Only by the favorable exactitudes of trajectory and ballistics was first-grade teacher Abby Zwerner not murdered in her classroom by a 6-year-old extracting a gun from his backpack — and maybe that’s why this particular news story got such poor traction in a media culture consumed by Prince Harry, Kevin McCarthy and the all-important re-jiggering of the NFL playoff format.
Nobody died at Richneck Elementary. It was the first school shooting of the year. If trends continue, we’ll get 50 or 60 more.
If there’s a red flag still flappable in all of this, it might be the psychological compromise we demand from America’s children to appease the craven political culture that contorts itself to the Second Amendment. Some days, many days, the saddest news story anywhere is that 6-year-olds go to school fearful of being shot so that someone’s desire to own an assault rifle shall not be infringed. Some days, many days, it’s hard to tell who the real 6-year-olds are.
“I was scared,” a fifth-grader told one of the cable channels in Newport News. “It was like my first lockdown and I didn’t know what to do, so I just hid under my desk like everybody else.”
That’s a terrible way to count your blessings. You made it to 10 before your first lockdown.
Unconscionable burden
Ninety-five percent of public schools in America have some kind of active shooter drills, but the youngest kids, the most fragile, still aren’t going to know what to do when someone walks in with a legally purchased AR-15. The burden on those kids is preposterous, unconscionable.
The most sickening quote I’ve ever seen was something an elementary school kid told his parents about active shooter drills; he hates them because “the good hiding places are always taken first. There’s nothing to hide behind. He’ll be able to see me.”

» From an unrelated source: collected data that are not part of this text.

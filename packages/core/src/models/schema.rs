//! Schema Type Declarations
//!
//! The `Published` and `Unpublished` types must stay queryable even when a
//! build produces zero instances of one of them, so the plugin declares both
//! with the host during schema customization.

use serde::{Deserialize, Serialize};

/// A field declared on a schema type
#[derive(Debug, Clone, PartialEq, Eq, Serialize, Deserialize)]
pub struct SchemaField {
    /// Field name as exposed to queries
    pub name: String,
    /// Scalar type name (e.g., "ID", "String", "Boolean")
    pub field_type: String,
    /// Whether the field is non-nullable
    pub non_null: bool,
}

impl SchemaField {
    pub fn new(name: impl Into<String>, field_type: impl Into<String>, non_null: bool) -> Self {
        Self {
            name: name.into(),
            field_type: field_type.into(),
            non_null,
        }
    }
}

/// A node type declared with the host's schema customization surface
#[derive(Debug, Clone, PartialEq, Eq, Serialize, Deserialize)]
pub struct SchemaType {
    /// Type name (e.g., "Published")
    pub name: String,
    /// Declared fields
    pub fields: Vec<SchemaField>,
}

impl SchemaType {
    pub fn new(name: impl Into<String>, fields: Vec<SchemaField>) -> Self {
        Self {
            name: name.into(),
            fields,
        }
    }
}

In America, in 2022, gun violence surpassed car cashes as the No. 1 killer of young people. Schools, a supposed safe space, have been the stage for nearly 150 shootings since 2018.
A law professor who runs the Children’s Defense Clinic at the University of Richmond weighed in on the matter of what to do with the 6-year-old shooter. “Obviously this is a tragedy on every level,” she said. “As a 6-year-old, he just doesn’t have the intellectual capacity to even understand how to form the intent to commit a crime like this.”
No, he doesn’t. But a gun — yeah, that he’s got.
One day the sound an elementary school makes before you see it will be different, no longer pulsating with its total color and richness, not exactly full with its accustomed joy. There will be no mystery as to why.